For instance, I can use min_frequency=100 to group the less frequent categories (specifically Other and Human Resources) into an Other category. This approach reduces the dimensionality of the EducationField variable while preserving the important information from the more common categories. We can avoid using a sparse matrix by specifying sparse_output=False in the OneHotEncoder during matrix creation, ensuring the output is dense.
one_hot = OneHotEncoder( drop='first',
handle_unknown='ignore',
sparse_output=False,
dtype=int,
min_frequency=100)ColumnTransformer in Scikit-Learn
We can apply both Ordinal Encoding and One-Hot Encoding simultaneously using ColumnTransformer by specifying different encoders for ordinal and nominal categorical variables within the same transformation pipeline.
from sklearn.compose import ColumnTransformer
X_train, X_test, y_train, y_test = train_test_split(X,y,test_size=0.3,
random_state=42)
transformer = ColumnTransformer(transformers=[
('oe',OrdinalEncoder(dtype=int),['Education','JobSatisfaction']),
('ohe',OneHotEncoder(drop='first',
handle_unknown='ignore',
sparse_output=False,
dtype=int), ["EducationField","Department"])

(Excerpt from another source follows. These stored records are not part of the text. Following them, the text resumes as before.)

use std::io;
use thiserror::Error;

#[derive(Debug, Error)]
pub enum HttpError {
    #[error("request error: {source}")]
    RequestError {
        #[from]
        source: ParseError,
    },

    #[error("response error: {source}")]
    ResponseError {
        #[from]
        source: SendError,
    },

    #[error("handler error: {reason}")]
    HandlerError { reason: String },
}

impl HttpError {
    pub fn handler<S: ToString>(str: S) -> Self {
        Self::HandlerError { reason: str.to_string() }
    }
}

#[derive(Error, Debug)]
pub enum ParseError {
    #[error("empty request")]
    EmptyRequest,

    #[error("invalid request line: {reason}")]
    InvalidRequestLine { reason: String },

    #[error("header number exceed the limit {max_num}")]
    TooManyHeaders { max_num: usize },

    #[error("io error: {source}")]
    Io {
        #[from]
        source: io::Error,
    },
}

impl ParseError {
    pub fn invalid_request_line<S: ToString>(str: S) -> Self {
        Self::InvalidRequestLine { reason: str.to_string() }
    }

    pub fn too_many_headers(max_num: usize) -> Self {
        Self::TooManyHeaders { max_num }
    }

    pub fn io<E: Into<io::Error>>(e: E) -> Self {
        Self::Io { source: e.into() }
    }

    /// Whether the client sent something unparseable, as opposed to a transport failure.
    pub fn is_malformed(&self) -> bool {
        !matches!(self, Self::Io { .. })
    }
}

#[derive(Error, Debug)]
pub enum SendError {
    #[error("io error: {source}")]
    Io {
        #[from]
        source: io::Error,
    },
}

impl SendError {
    pub fn io<E: Into<io::Error>>(e: E) -> Self {
        Self::Io { source: e.into() }
    }
}

#[derive(Error, Debug, Clone, Copy, PartialEq, Eq)]
pub enum ChunkedError {
    #[error("invalid chunk size line")]
    InvalidSize,

    #[error("chunk data is not followed by CRLF")]
    MissingCrlf,

    #[error("chunked body ended before the terminal chunk")]
    Incomplete,

    #[error("destination too small, need at least {needed} bytes")]
    BufferTooSmall { needed: usize },
}

#[derive(Error, Debug, Clone, Copy, PartialEq, Eq)]
pub enum MultipartError {
    #[error("missing content-type header")]
    MissingContentType,

    #[error("content-type is not multipart/form-data")]
    NotMultipart,

    #[error("missing multipart boundary")]
    MissingBoundary,
}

],remainder='passthrough')
transformer.fit(X_train)
pd.DataFrame(transformer.transform(X_train))
Visualizing a ColumnTransformer
Scikit-learn provides a convenient way to visualize a ColumnTransformer.
Frequency Encoding
Frequency encoding is a technique that converts categorical values into numerical values based on the frequency of their occurrence in the dataset. Each category is replaced by the relative frequency (or count) of that category, typically scaled between 0 and 1.
This encoding preserves information about the distribution of categories, allowing algorithms to understand how common or rare a particular category is. It is especially useful when the frequency of a category correlates with the target variable.
encoded = X_train['EducationField'].value_counts(normalize=True)
print(encoded,"\n")
X_train['EducationField']= X_train['EducationField'].map(encoded)
X_train.head()
In conclusion, we explored various encoding techniques for categorical variables using the HR attrition dataset. We covered methods like Label Encoding, Ordinal Encoding, One-Hot Encoding, and Frequency Encoding, each suited for different types of data. The key takeaway is that choosing the right encoding method helps avoid problems like creating unnecessary order in data or making the dataset too large. Proper encoding helps models learn from the data more effectively and make better predictions.